New Jersey Gov. Chris Christie emphasizes a point as he answers a question at the Statehouse in Trenton, N.J., Tuesday, May 20, 2014, after he unveiled a plan for filling an unexpected gap in New Jersey's state budget over the next 13 months. Christie's administration announced last month that revenues for the fiscal year that ends June 30 were coming in $807 million below expectations. Christie said he planned to cut pension payments, which will mostly fill a budget gap between now and June 30, 2015. But he doesn't plan to cut educational funding or money for developmentally disabled or drug rehab programs, among others. (Mel Evans/AP Photo)

Faced with an $800 million budget shortfall, New Jersey Gov. Chris Christie says he will plug the hole by cutting a promised pension payment by nearly a billion dollars.

New Jersey’s tax collections came in $1 billion under expectations, Christie said Tuesday, forcing him to make some tough decisions. That includes providing only enough to the pension plan to cover current employees.

“I have been talking since January about the fact that we need to be more aggressive in this regard.
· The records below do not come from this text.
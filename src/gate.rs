//! Render admission control.
//!
//! The pipeline is single-threaded and stateless per call; the one thing
//! worth bounding is how many renders run at once, since each allocates a
//! scaled raster canvas. Callers that fan out concurrent requests take a
//! permit before rendering. Acquisition honors a deadline, so a saturated
//! pool turns into a cancellation error instead of an unbounded wait.

use std::sync::{Condvar, Mutex, MutexGuard, PoisonError};
use std::time::Instant;

use thiserror::Error;

#[derive(Debug, Error, PartialEq, Eq)]
pub enum GateError {
    #[error("render permit not granted before the deadline")]
    Cancelled,
}

/// Fixed-size pool of render permits.
#[derive(Debug)]
pub struct RenderGate {
    available: Mutex<usize>,
    signal: Condvar,
}

impl RenderGate {
    /// Create a gate admitting at most `permits` concurrent renders.
    pub fn new(permits: usize) -> Self {
        Self {
            available: Mutex::new(permits.max(1)),
            signal: Condvar::new(),
        }
    }

    /// Take a permit, waiting until one frees up or `deadline` passes.
    ///
    /// With no deadline the call waits indefinitely. The permit is released
    /// when the returned guard drops.
    ///
    /// # Errors
    ///
    /// Returns [`GateError::Cancelled`] once `deadline` passes without a
    /// permit becoming available.
    pub fn acquire(&self, deadline: Option<Instant>) -> Result<Permit<'_>, GateError> {
        let mut available = lock_recovering(&self.available);
        loop {
            if *available > 0 {
                *available -= 1;
                return Ok(Permit { gate: self });
            }
            match deadline {
                None => {
                    available = self
                        .signal
                        .wait(available)
                        .unwrap_or_else(PoisonError::into_inner);
                }
                Some(deadline) => {
                    let now = Instant::now();
                    if now >= deadline {
                        return Err(GateError::Cancelled);
                    }
                    let (guard, _timed_out) = self
                        .signal
                        .wait_timeout(available, deadline - now)
                        .unwrap_or_else(PoisonError::into_inner);
                    available = guard;
                }
            }
        }
    }

    fn release(&self) {
        let mut available = lock_recovering(&self.available);
        *available += 1;
        drop(available);
        self.signal.notify_one();
    }
}

fn lock_recovering(mutex: &Mutex<usize>) -> MutexGuard<'_, usize> {
    mutex.lock().unwrap_or_else(PoisonError::into_inner)
}

/// RAII render permit; dropping it readmits the next waiter.
#[derive(Debug)]
pub struct Permit<'a> {
    gate: &'a RenderGate,
}

impl Drop for Permit<'_> {
    fn drop(&mut self) {
        self.gate.release();
    }
}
And despite the steps that we took in 2011, we still aren’t coming close to closing the gaps quickly enough,” Christie said.  “We’re still digging out a problem two decades in the making, and we aren’t making a significant enough dent.”

Christie, who said a $696 million payment will cover pension obligations for current employees, said the rest of what was scheduled to be at $1.6 billion payment would go to catching up on payments deferred by previous governors.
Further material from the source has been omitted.